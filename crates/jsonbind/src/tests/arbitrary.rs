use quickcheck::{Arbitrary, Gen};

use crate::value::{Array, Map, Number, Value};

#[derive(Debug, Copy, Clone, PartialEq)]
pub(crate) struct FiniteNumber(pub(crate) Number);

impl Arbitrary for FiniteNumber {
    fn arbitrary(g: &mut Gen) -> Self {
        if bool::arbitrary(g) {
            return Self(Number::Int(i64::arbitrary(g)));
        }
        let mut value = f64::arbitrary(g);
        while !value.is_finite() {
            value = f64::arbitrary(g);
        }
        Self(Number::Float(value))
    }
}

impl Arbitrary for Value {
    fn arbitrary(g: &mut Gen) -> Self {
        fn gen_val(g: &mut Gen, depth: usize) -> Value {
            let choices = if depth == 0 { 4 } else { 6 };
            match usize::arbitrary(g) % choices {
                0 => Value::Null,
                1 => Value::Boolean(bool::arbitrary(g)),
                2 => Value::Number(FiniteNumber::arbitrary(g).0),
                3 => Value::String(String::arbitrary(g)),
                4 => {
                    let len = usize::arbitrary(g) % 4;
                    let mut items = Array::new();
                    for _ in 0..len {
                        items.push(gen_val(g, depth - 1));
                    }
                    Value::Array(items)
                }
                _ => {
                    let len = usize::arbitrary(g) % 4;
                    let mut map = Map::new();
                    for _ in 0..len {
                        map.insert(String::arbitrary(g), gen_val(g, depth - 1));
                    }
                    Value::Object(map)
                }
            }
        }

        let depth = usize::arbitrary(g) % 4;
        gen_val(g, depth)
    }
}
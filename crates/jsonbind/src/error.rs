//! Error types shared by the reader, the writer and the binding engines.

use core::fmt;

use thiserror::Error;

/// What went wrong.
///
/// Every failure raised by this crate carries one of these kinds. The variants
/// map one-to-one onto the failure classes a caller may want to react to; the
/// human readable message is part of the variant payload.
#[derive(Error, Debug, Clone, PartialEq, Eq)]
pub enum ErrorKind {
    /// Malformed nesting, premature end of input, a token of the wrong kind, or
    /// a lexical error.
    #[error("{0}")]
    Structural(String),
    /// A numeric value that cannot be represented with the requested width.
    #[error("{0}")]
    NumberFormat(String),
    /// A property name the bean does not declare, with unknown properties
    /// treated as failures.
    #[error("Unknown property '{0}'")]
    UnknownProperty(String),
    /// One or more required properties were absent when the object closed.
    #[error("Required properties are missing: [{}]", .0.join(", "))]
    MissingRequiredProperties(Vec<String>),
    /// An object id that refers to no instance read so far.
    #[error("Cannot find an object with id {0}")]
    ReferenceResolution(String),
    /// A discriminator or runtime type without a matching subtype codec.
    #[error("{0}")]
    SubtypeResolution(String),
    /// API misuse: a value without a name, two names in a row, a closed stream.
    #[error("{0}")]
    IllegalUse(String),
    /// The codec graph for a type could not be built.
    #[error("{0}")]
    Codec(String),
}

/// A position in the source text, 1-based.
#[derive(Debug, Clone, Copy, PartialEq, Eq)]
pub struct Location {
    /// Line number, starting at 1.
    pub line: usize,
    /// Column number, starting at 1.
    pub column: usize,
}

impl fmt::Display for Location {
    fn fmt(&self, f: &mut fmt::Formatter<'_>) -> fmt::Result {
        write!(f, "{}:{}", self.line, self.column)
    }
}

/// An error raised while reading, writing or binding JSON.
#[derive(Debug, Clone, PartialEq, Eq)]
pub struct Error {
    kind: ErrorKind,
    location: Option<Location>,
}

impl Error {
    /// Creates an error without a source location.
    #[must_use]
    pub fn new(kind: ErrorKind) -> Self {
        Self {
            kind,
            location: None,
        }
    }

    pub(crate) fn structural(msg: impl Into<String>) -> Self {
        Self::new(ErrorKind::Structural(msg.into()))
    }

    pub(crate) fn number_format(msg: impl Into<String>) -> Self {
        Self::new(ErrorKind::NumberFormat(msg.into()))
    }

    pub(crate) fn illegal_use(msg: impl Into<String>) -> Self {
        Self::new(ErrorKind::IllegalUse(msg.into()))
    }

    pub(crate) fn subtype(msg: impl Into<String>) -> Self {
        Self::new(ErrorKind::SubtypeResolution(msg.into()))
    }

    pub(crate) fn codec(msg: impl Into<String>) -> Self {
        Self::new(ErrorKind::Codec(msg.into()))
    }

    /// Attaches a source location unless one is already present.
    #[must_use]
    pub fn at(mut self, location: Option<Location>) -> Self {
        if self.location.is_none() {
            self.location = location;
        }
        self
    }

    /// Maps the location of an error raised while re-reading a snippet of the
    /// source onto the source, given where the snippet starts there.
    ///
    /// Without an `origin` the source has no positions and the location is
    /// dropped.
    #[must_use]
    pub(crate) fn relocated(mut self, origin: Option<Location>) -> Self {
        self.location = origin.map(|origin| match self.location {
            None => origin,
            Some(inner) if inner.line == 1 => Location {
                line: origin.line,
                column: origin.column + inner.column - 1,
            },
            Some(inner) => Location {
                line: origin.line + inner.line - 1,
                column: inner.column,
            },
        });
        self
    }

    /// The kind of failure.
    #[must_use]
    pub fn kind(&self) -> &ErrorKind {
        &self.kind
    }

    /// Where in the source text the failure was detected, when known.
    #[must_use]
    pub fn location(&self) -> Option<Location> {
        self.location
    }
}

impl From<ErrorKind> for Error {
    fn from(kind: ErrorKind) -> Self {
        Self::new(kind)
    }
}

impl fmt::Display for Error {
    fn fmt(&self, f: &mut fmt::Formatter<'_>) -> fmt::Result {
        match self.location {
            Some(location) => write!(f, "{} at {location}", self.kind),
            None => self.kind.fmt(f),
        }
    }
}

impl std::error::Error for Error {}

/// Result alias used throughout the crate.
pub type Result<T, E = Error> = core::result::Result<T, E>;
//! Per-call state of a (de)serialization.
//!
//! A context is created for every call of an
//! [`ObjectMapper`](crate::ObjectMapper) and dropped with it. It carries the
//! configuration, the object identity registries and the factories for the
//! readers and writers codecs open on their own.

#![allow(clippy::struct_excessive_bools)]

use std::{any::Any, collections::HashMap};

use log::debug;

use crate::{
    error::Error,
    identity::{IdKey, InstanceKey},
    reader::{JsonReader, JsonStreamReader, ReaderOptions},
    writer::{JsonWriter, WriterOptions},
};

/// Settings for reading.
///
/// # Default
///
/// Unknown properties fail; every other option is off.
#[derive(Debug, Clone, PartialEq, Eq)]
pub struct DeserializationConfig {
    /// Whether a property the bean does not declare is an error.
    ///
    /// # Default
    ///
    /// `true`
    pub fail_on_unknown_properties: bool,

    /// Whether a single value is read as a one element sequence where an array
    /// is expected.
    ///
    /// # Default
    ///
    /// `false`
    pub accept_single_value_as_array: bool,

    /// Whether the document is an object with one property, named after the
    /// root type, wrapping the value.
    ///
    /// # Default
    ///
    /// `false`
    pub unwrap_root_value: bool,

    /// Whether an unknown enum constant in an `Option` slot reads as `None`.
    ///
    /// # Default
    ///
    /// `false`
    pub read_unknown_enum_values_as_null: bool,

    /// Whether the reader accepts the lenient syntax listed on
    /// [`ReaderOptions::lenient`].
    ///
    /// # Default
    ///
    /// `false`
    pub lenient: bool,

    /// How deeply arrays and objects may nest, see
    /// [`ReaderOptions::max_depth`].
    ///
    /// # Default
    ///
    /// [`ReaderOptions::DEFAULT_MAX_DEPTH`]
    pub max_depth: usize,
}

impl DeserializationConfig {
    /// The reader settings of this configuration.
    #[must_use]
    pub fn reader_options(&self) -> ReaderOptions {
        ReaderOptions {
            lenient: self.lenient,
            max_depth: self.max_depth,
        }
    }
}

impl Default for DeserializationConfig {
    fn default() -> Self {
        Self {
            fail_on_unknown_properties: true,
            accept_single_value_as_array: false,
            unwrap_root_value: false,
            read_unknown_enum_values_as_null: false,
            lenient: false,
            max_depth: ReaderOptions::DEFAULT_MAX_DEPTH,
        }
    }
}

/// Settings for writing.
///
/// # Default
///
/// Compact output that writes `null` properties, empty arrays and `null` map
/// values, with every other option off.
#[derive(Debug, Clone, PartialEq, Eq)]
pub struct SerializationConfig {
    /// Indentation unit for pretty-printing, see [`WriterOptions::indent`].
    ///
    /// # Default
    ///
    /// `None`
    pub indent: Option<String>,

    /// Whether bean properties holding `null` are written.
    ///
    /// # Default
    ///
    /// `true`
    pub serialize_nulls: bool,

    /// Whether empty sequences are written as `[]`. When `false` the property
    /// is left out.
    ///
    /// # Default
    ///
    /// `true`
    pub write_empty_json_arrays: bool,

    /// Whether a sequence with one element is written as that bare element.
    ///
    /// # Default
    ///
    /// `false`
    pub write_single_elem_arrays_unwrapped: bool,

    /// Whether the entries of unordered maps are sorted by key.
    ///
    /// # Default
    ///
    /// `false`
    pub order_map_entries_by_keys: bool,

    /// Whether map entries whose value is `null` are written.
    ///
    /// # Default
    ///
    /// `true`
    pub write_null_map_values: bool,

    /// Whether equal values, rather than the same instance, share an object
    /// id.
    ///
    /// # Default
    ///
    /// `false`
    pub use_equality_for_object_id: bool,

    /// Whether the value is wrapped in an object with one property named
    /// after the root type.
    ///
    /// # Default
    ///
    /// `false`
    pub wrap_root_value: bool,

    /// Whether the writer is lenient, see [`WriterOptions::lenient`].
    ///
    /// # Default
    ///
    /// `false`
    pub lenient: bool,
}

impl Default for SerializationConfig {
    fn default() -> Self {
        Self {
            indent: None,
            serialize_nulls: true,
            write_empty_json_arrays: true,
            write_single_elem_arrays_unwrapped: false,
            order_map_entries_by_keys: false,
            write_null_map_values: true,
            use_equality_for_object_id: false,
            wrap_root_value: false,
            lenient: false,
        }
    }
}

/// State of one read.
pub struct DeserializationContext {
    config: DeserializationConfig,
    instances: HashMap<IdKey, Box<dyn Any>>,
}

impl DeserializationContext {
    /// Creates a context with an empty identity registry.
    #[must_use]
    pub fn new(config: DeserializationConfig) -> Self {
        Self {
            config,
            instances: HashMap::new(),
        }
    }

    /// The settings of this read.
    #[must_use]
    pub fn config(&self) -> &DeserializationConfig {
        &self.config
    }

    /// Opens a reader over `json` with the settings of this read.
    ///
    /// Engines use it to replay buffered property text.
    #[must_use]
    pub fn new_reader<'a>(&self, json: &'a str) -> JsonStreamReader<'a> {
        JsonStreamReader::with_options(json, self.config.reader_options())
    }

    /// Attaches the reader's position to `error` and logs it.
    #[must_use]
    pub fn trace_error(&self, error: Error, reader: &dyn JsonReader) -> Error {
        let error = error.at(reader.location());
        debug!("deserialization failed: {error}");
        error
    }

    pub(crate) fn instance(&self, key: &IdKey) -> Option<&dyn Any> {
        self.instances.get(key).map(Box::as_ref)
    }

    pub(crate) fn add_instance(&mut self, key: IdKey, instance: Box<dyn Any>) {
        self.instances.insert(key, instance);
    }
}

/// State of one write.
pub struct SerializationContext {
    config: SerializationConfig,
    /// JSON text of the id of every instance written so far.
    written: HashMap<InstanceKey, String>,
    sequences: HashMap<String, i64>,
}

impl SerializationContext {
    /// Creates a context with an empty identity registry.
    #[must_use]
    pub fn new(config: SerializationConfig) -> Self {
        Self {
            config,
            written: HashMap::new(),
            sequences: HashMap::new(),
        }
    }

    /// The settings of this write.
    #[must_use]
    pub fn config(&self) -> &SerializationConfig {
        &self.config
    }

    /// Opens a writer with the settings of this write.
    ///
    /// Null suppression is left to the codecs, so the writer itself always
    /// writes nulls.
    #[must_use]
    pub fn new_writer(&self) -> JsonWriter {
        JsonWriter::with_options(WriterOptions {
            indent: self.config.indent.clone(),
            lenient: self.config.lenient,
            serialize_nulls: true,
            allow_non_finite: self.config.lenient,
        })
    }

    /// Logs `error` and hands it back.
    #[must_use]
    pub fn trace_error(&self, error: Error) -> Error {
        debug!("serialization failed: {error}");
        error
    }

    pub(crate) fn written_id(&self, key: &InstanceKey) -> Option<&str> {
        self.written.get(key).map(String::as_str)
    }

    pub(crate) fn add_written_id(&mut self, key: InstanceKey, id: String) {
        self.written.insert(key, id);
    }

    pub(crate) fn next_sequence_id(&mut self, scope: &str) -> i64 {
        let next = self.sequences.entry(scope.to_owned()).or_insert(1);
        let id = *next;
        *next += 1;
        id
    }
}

--

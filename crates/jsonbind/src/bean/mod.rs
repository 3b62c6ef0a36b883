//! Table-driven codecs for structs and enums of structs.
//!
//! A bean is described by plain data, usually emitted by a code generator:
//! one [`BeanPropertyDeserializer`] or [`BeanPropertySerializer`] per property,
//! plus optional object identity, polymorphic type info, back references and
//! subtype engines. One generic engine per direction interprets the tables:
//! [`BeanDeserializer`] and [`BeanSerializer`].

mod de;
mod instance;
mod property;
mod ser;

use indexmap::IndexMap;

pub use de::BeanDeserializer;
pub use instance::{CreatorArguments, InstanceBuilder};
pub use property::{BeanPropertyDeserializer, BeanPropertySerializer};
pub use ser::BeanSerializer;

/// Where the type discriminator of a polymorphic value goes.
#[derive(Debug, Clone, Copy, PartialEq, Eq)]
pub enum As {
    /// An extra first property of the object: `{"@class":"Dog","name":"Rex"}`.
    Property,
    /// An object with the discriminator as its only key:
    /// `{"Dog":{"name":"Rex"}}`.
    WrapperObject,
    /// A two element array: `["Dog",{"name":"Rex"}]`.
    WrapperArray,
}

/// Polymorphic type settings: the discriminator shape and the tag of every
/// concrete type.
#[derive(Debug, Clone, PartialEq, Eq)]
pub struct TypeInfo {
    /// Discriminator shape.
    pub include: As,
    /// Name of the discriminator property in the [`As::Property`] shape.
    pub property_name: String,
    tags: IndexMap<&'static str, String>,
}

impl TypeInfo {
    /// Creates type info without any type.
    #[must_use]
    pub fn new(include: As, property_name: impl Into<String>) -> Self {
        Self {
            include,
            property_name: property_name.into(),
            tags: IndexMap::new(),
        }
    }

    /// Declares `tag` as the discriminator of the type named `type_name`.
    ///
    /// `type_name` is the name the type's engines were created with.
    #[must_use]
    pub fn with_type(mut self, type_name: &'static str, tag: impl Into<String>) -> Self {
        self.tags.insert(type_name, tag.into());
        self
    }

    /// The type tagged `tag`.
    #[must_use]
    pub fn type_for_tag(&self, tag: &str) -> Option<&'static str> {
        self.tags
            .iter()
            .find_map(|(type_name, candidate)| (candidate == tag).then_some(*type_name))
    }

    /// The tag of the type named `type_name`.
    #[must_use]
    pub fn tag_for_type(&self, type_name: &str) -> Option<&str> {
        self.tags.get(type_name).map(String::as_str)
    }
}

→ Work item
Taking each line of the material above in turn, count those containing the string "source". State the number alone.

→ Answer to this exercise
6